(HealthDay News) – Parkin may control dopamine utilization in the human midbrain by enhancing dopaminergic neurotransmission and suppressing dopamine oxidation, according to a study published online Feb. 7 in Nature Communications.

To investigate the role of mutations in the gene parkin in human nigral dopaminergic neurons, Houbo Jiang, Ph.D., from the State University of New York at Buffalo, and colleagues generated induced pluripotent stem cells from normal subjects and patients with Parkinson’s disease with parkin mutations.

The researchers found that the absence of parkin in human midbrain dopaminergic neurons was associated with an increase in the transcription of monoamine oxidases and oxidative stress. In addition, loss of parkin significantly decreased dopamine uptake and increased its spontaneous release.
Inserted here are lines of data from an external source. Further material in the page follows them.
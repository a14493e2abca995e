//! Splitting of merged tokens such as `Nm`, `kgmeter` or `amphour`.
//!
//! This is the last and most expensive fallback: it grows a prefix one character at a time and tries to read the
//! prefix and the remainder as two units. The caller's partition budget caps how deep it may nest.

use super::prefix::prefix_word;
use super::segment::{find_word_operator_sep, match_char, rfind_byte, segment_check};
use super::{quick_match, unit_from_string};
use crate::error::Result;
use crate::flags::MatchFlags;
use units_core::si::{A, M};
use units_core::special::ERROR;
use units_core::PreciseUnit;

pub(super) fn try_partitioning(text: &str, flags: MatchFlags) -> Result<PreciseUnit> {
    let bytes = text.as_bytes();
    let len = bytes.len();

    // a closed group followed by more text: (m/s)kg
    if let Some(last) = rfind_byte(bytes, len, |c| matches!(c, b'}' | b']' | b')')) {
        if last + 1 < len {
            let tail = unit_from_string(&text[last + 1..], flags)?;
            if tail.is_error() {
                return Ok(ERROR);
            }
            let head = unit_from_string(&text[..=last], flags)?;
            if head.is_error() {
                return Ok(ERROR);
            }
            return Ok(head * tail);
        }
    }

    if let Some(pos) = find_word_operator_sep(text, "meter") {
        let rest = format!("{}{}", &text[..pos], &text[pos + 5..]);
        let unit = unit_from_string(&rest, flags)?;
        if !unit.is_error() {
            return Ok(M * unit);
        }
    }
    if let Some(rest) = text.strip_prefix("amp") {
        let unit = unit_from_string(rest, flags)?;
        if !unit.is_error() {
            return Ok(A * unit);
        }
    }
    if let Some((mult, used)) = prefix_word(text) {
        let unit = unit_from_string(&text[used..], flags)?;
        return Ok(if unit.is_error() { ERROR } else { unit.scaled(mult) });
    }

    // a leading N is usually newton, so it gets to stand alone
    let mut part = if bytes.first() == Some(&b'N') { 1 } else { 2 };
    part = ceil_boundary(text, part.min(len));
    if matches!(bytes[part - 1], b'(' | b'[' | b'{') {
        part -= 1;
    }

    let mut valid = Vec::new();
    while part > 0 && part + 1 < len {
        let head = quick_match(&text[..part], flags)?;
        if !head.is_error() {
            let tail = unit_from_string(&text[part..], flags | MatchFlags::SKIP_PARTITION_CHECK)?;
            if !tail.is_error() {
                return Ok(head * tail);
            }
            valid.push(part);
        }

        part += text[part..].chars().next().map_or(1, char::len_utf8);
        let last = bytes[part - 1];
        if matches!(last, b'(' | b'[' | b'{') {
            let start = part;
            segment_check(bytes, match_char(last), &mut part);
            // a parenthesized group holding its own expression is never split
            if last == b'(' && text[start..part].contains(|c| matches!(c, '(' | '{' | '[' | '*' | '/')) {
                break;
            }
        }
        if bytes[part - 1].is_ascii_digit() {
            while part + 1 < len && (bytes[part] == b'.' || bytes[part].is_ascii_digit()) {
                part += 1;
            }
        }
    }

    for &split in valid.iter().rev() {
        let head = quick_match(&text[..split], flags)?;
        let tail = unit_from_string(&text[split..], flags)?;
        if !tail.is_error() {
            return Ok(head * tail);
        }
    }
    Ok(ERROR)
}

fn ceil_boundary(text: &str, mut index: usize) -> usize {
    while !text.is_char_boundary(index) {
        index += 1;
    }
    index
}

#[cfg(test)]
mod tests {
    use super::*;
    use units_core::si::{HR, KG, MIN, N};

    fn split(s: &str) -> PreciseUnit {
        try_partitioning(s, MatchFlags::NOT_FIRST_PASS).unwrap()
    }

    #[test]
    fn merged_symbols() {
        assert_eq!(split("kgmin"), KG.multiply(MIN));
        assert_eq!(split("Nmin"), N.multiply(MIN));
        // the remainder must be at least two characters long
        assert!(split("kgs").is_error());
    }

    #[test]
    fn meter_and_amp_words() {
        assert_eq!(split("kilogrammeter"), KG.multiply(M));
        assert_eq!(split("amphour"), A.multiply(HR));
    }

    #[test]
    fn trailing_group() {
        assert_eq!(split("(m)kg"), M.multiply(KG));
    }

    #[test]
    fn nothing_to_split() {
        assert!(split("zqxw").is_error());
        assert!(split("\u{e9}\u{e9}").is_error());
    }
}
These phenotypes were rescued by lentiviral expression of parkin, but not its Parkinson’s disease-linked mutant.

“The study has discovered how mutations of parkin disrupt an essential function of human midbrain dopaminergic neurons — the coordinated utilization of dopamine as a neurotransmitter and the control of dopamine toxicity,” the authors write. “Further studies are needed to address why nigral dopaminergic neurons, in comparison with other types of dopaminergic neurons, are particularly vulnerable in Parkinson’s disease and how parkin protects against these vulnerabilities.”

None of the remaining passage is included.